Stored data entries:
▼

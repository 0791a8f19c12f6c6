//! HTTP client for the incentive service.

use std::time::Duration;

use indexer_types::BookingId;
use reqwest::StatusCode;

use crate::{IncentiveLevel, IncentivesError, IncentivesResult, LookupOutcome};

/// Timeout applied when no explicit value is configured.
pub const DEFAULT_TIMEOUT: Duration = Duration::from_secs(20);

/// Connection settings for the incentive service, resolved once at startup.
#[derive(Clone, Debug)]
pub struct IncentivesConfig {
    base_url: String,
    timeout: Duration,
    auth_token: Option<String>,
}

impl IncentivesConfig {
    /// Create a new `IncentivesConfig`.
    ///
    /// # Errors
    ///
    /// Returns [`IncentivesError::InvalidConfig`] if the base URL is not an `http(s)` URL or
    /// the timeout is zero.
    pub fn new(
        base_url: impl Into<String>,
        timeout: Duration,
        auth_token: Option<String>,
    ) -> IncentivesResult<Self> {
        let base_url = base_url.into().trim().trim_end_matches('/').to_string();
        if !(base_url.starts_with("http://") || base_url.starts_with("https://")) {
            return Err(IncentivesError::InvalidConfig(format!(
                "base URL must start with http:// or https://, got '{base_url}'"
            )));
        }
        if timeout.is_zero() {
            return Err(IncentivesError::InvalidConfig(
                "timeout must be greater than zero".into(),
            ));
        }

        Ok(Self {
            base_url,
            timeout,
            auth_token: auth_token
                .map(|t| t.trim().to_string())
                .filter(|t| !t.is_empty()),
        })
    }

    pub fn base_url(&self) -> &str {
        &self.base_url
    }

    pub fn timeout(&self) -> Duration {
        self.timeout
    }
}

/// Client for fetching the current incentive level of a booking.
///
/// Each lookup is a single request. A `404`, a `204` or an empty success body is a confirmed
/// absence; every other problem is reported as [`LookupOutcome::Failed`]. No retries are
/// attempted.
#[derive(Clone, Debug)]
pub struct IncentivesClient {
    cfg: IncentivesConfig,
    http: reqwest::Client,
}

impl IncentivesClient {
    /// Creates a new client from resolved configuration.
    ///
    /// # Errors
    ///
    /// Returns [`IncentivesError::InvalidConfig`] if the underlying HTTP client cannot be
    /// built (for example, TLS initialisation failed).
    pub fn new(cfg: IncentivesConfig) -> IncentivesResult<Self> {
        let http = reqwest::Client::builder()
            .timeout(cfg.timeout)
            .build()
            .map_err(|e| {
                IncentivesError::InvalidConfig(format!("failed to build HTTP client: {e}"))
            })?;
        Ok(Self { cfg, http })
    }

    fn current_incentive_url(&self, booking_id: BookingId) -> String {
        format!(
            "{}/iep/reviews/booking/{}?with-details=false",
            self.cfg.base_url, booking_id
        )
    }

    /// Fetch the current incentive level for a booking.
    ///
    /// The whole exchange (connect, response, body) is bounded by the configured timeout;
    /// expiry is reported as [`IncentivesError::Timeout`] inside a failed outcome.
    pub async fn fetch(&self, booking_id: BookingId) -> LookupOutcome<IncentiveLevel> {
        tracing::debug!(%booking_id, "fetching current incentive");

        let result = match tokio::time::timeout(self.cfg.timeout, self.request(booking_id)).await
        {
            Ok(result) => result,
            Err(_) => Err(IncentivesError::Timeout(self.cfg.timeout)),
        };

        if let Err(err) = &result {
            tracing::warn!(%booking_id, error = %err, "incentive lookup failed");
        }
        result.into()
    }

    async fn request(&self, booking_id: BookingId) -> IncentivesResult<Option<IncentiveLevel>> {
        let mut request = self.http.get(self.current_incentive_url(booking_id));
        if let Some(token) = &self.cfg.auth_token {
            request = request.bearer_auth(token);
        }

        let response = request.send().await.map_err(|e| self.transport_error(e))?;

        let status = response.status();
        if status == StatusCode::NOT_FOUND || status == StatusCode::NO_CONTENT {
            tracing::debug!(%booking_id, %status, "no incentive recorded for booking");
            return Ok(None);
        }

        if !status.is_success() {
            let body = response.text().await.unwrap_or_default();
            return Err(IncentivesError::UnexpectedStatus {
                status: status.as_u16(),
                body: body.chars().take(200).collect(),
            });
        }

        let body = response.bytes().await.map_err(|e| self.transport_error(e))?;
        if body.iter().all(u8::is_ascii_whitespace) {
            tracing::debug!(%booking_id, %status, "empty incentive response for booking");
            return Ok(None);
        }
        serde_json::from_slice::<IncentiveLevel>(&body)
            .map(Some)
            .map_err(|e| IncentivesError::InvalidResponse(e.to_string()))
    }

    fn transport_error(&self, err: reqwest::Error) -> IncentivesError {
        if err.is_timeout() {
            IncentivesError::Timeout(self.cfg.timeout)
        } else {
            IncentivesError::Transport(err.to_string())
        }
    }
}
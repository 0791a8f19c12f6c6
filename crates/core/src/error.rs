#[derive(Debug, thiserror::Error)]
pub enum IndexerError {
    #[error("booking record has no prisoner number")]
    MissingPrisonerNumber,
    #[error("booking record has no booking id")]
    MissingBookingId,
    #[error("invalid identity field: {0}")]
    InvalidIdentity(#[from] indexer_types::TypeError),

    #[error("invalid configuration: {0}")]
    InvalidConfig(String),
    #[error("incentives error: {0}")]
    Incentives(#[from] incentives::IncentivesError),

    #[error("failed to serialize document: {0}")]
    Serialization(serde_json::Error),
    #[error("failed to deserialize document: {0}")]
    Deserialization(serde_json::Error),
}

pub type IndexerResult<T> = std::result::Result<T, IndexerError>;
//! Incentive level wire model.

use chrono::{NaiveDate, NaiveDateTime};
use serde::{Deserialize, Serialize};

/// The current incentive level for a booking, as returned by the incentive service.
///
/// `timestamp` keeps whatever precision the service sends (typically microseconds);
/// truncation to whole seconds happens when the level is copied into a document.
#[derive(Clone, Debug, Deserialize, Serialize, PartialEq, Eq)]
pub struct IncentiveLevel {
    #[serde(rename = "iepCode")]
    pub code: String,

    #[serde(rename = "iepLevel")]
    pub description: String,

    #[serde(rename = "iepTime")]
    pub timestamp: NaiveDateTime,

    #[serde(rename = "nextReviewDate", default)]
    pub next_review_date: Option<NaiveDate>,
}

▲

## TASK INSTRUCTIONS:
Set down every entry again, word for word.

## TASK SOLUTION:
repository 0791a8f19c12f6c6
//! HTTP client for the incentive service.

use std::time::Duration;

use indexer_types::BookingId;
use reqwest::StatusCode;

use crate::{IncentiveLevel, IncentivesError, IncentivesResult, LookupOutcome};

/// Timeout applied when no explicit value is configured.
pub const DEFAULT_TIMEOUT: Duration = Duration::from_secs(20);

/// Connection settings for the incentive service, resolved once at startup.
#[derive(Clone, Debug)]
pub struct IncentivesConfig {
    base_url: String,
    timeout: Duration,
    auth_token: Option<String>,
}

impl IncentivesConfig {
    /// Create a new `IncentivesConfig`.
    ///
    /// # Errors
    ///
    /// Returns [`IncentivesError::InvalidConfig`] if the base URL is not an `http(s)` URL or
    /// the timeout is zero.
    pub fn new(
        base_url: impl Into<String>,
        timeout: Duration,
        auth_token: Option<String>,
    ) -> IncentivesResult<Self> {
        let base_url = base_url.into().trim().trim_end_matches('/').to_string();
        if !(base_url.starts_with("http://") || base_url.starts_with("https://")) {
            return Err(IncentivesError::InvalidConfig(format!(
                "base URL must start with http:// or https://, got '{base_url}'"
            )));
        }
        if timeout.is_zero() {
            return Err(IncentivesError::InvalidConfig(
                "timeout must be greater than zero".into(),
            ));
        }

        Ok(Self {
            base_url,
            timeout,
            auth_token: auth_token
                .map(|t| t.trim().to_string())
                .filter(|t| !t.is_empty()),
        })
    }

    pub fn base_url(&self) -> &str {
        &self.base_url
    }

    pub fn timeout(&self) -> Duration {
        self.timeout
    }
}

/// Client for fetching the current incentive level of a booking.
///
/// Each lookup is a single request. A `404`, a `204` or an empty success body is a confirmed
/// absence; every other problem is reported as [`LookupOutcome::Failed`]. No retries are
/// attempted.
#[derive(Clone, Debug)]
pub struct IncentivesClient {
    cfg: IncentivesConfig,
    http: reqwest::Client,
}

impl IncentivesClient {
    /// Creates a new client from resolved configuration.
    ///
    /// # Errors
    ///
    /// Returns [`IncentivesError::InvalidConfig`] if the underlying HTTP client cannot be
    /// built (for example, TLS initialisation failed).
    pub fn new(cfg: IncentivesConfig) -> IncentivesResult<Self> {
        let http = reqwest::Client::builder()
            .timeout(cfg.timeout)
            .build()
            .map_err(|e| {
                IncentivesError::InvalidConfig(format!("failed to build HTTP client: {e}"))
            })?;
        Ok(Self { cfg, http })
    }

    fn current_incentive_url(&self, booking_id: BookingId) -> String {
        format!(
            "{}/iep/reviews/booking/{}?with-details=false",
            self.cfg.base_url, booking_id
        )
    }

    /// Fetch the current incentive level for a booking.
    ///
    /// The whole exchange (connect, response, body) is bounded by the configured timeout;
    /// expiry is reported as [`IncentivesError::Timeout`] inside a failed outcome.
    pub async fn fetch(&self, booking_id: BookingId) -> LookupOutcome<IncentiveLevel> {
        tracing::debug!(%booking_id, "fetching current incentive");

        let result = match tokio::time::timeout(self.cfg.timeout, self.request(booking_id)).await
        {
            Ok(result) => result,
            Err(_) => Err(IncentivesError::Timeout(self.cfg.timeout)),
        };

        if let Err(err) = &result {
            tracing::warn!(%booking_id, error = %err, "incentive lookup failed");
        }
        result.into()
    }

    async fn request(&self, booking_id: BookingId) -> IncentivesResult<Option<IncentiveLevel>> {
        let mut request = self.http.get(self.current_incentive_url(booking_id));
        if let Some(token) = &self.cfg.auth_token {
            request = request.bearer_auth(token);
        }

        let response = request.send().await.map_err(|e| self.transport_error(e))?;

        let status = response.status();
        if status == StatusCode::NOT_FOUND || status == StatusCode::NO_CONTENT {
            tracing::debug!(%booking_id, %status, "no incentive recorded for booking");
            return Ok(None);
        }

        if !status.is_success() {
            let body = response.text().await.unwrap_or_default();
            return Err(IncentivesError::UnexpectedStatus {
                status: status.as_u16(),
                body: body.chars().take(200).collect(),
            });
        }

        let body = response.bytes().await.map_err(|e| self.transport_error(e))?;
        if body.iter().all(u8::is_ascii_whitespace) {
            tracing::debug!(%booking_id, %status, "empty incentive response for booking");
            return Ok(None);
        }
        serde_json::from_slice::<IncentiveLevel>(&body)
            .map(Some)
            .map_err(|e| IncentivesError::InvalidResponse(e.to_string()))
    }

    fn transport_error(&self, err: reqwest::Error) -> IncentivesError {
        if err.is_timeout() {
            IncentivesError::Timeout(self.cfg.timeout)
        } else {
            IncentivesError::Transport(err.to_string())
        }
    }
}
repository 0791a8f19c12f6c6
filename crates/core/src/error.rs
#[derive(Debug, thiserror::Error)]
pub enum IndexerError {
    #[error("booking record has no prisoner number")]
    MissingPrisonerNumber,
    #[error("booking record has no booking id")]
    MissingBookingId,
    #[error("invalid identity field: {0}")]
    InvalidIdentity(#[from] indexer_types::TypeError),

    #[error("invalid configuration: {0}")]
    InvalidConfig(String),
    #[error("incentives error: {0}")]
    Incentives(#[from] incentives::IncentivesError),

    #[error("failed to serialize document: {0}")]
    Serialization(serde_json::Error),
    #[error("failed to deserialize document: {0}")]
    Deserialization(serde_json::Error),
}

pub type IndexerResult<T> = std::result::Result<T, IndexerError>;
//! Incentive level wire model.

use chrono::{NaiveDate, NaiveDateTime};
use serde::{Deserialize, Serialize};

/// The current incentive level for a booking, as returned by the incentive service.
///
/// `timestamp` keeps whatever precision the service sends (typically microseconds);
/// truncation to whole seconds happens when the level is copied into a document.
#[derive(Clone, Debug, Deserialize, Serialize, PartialEq, Eq)]
pub struct IncentiveLevel {
    #[serde(rename = "iepCode")]
    pub code: String,

    #[serde(rename = "iepLevel")]
    pub description: String,

    #[serde(rename = "iepTime")]
    pub timestamp: NaiveDateTime,

    #[serde(rename = "nextReviewDate", default)]
    pub next_review_date: Option<NaiveDate>,
}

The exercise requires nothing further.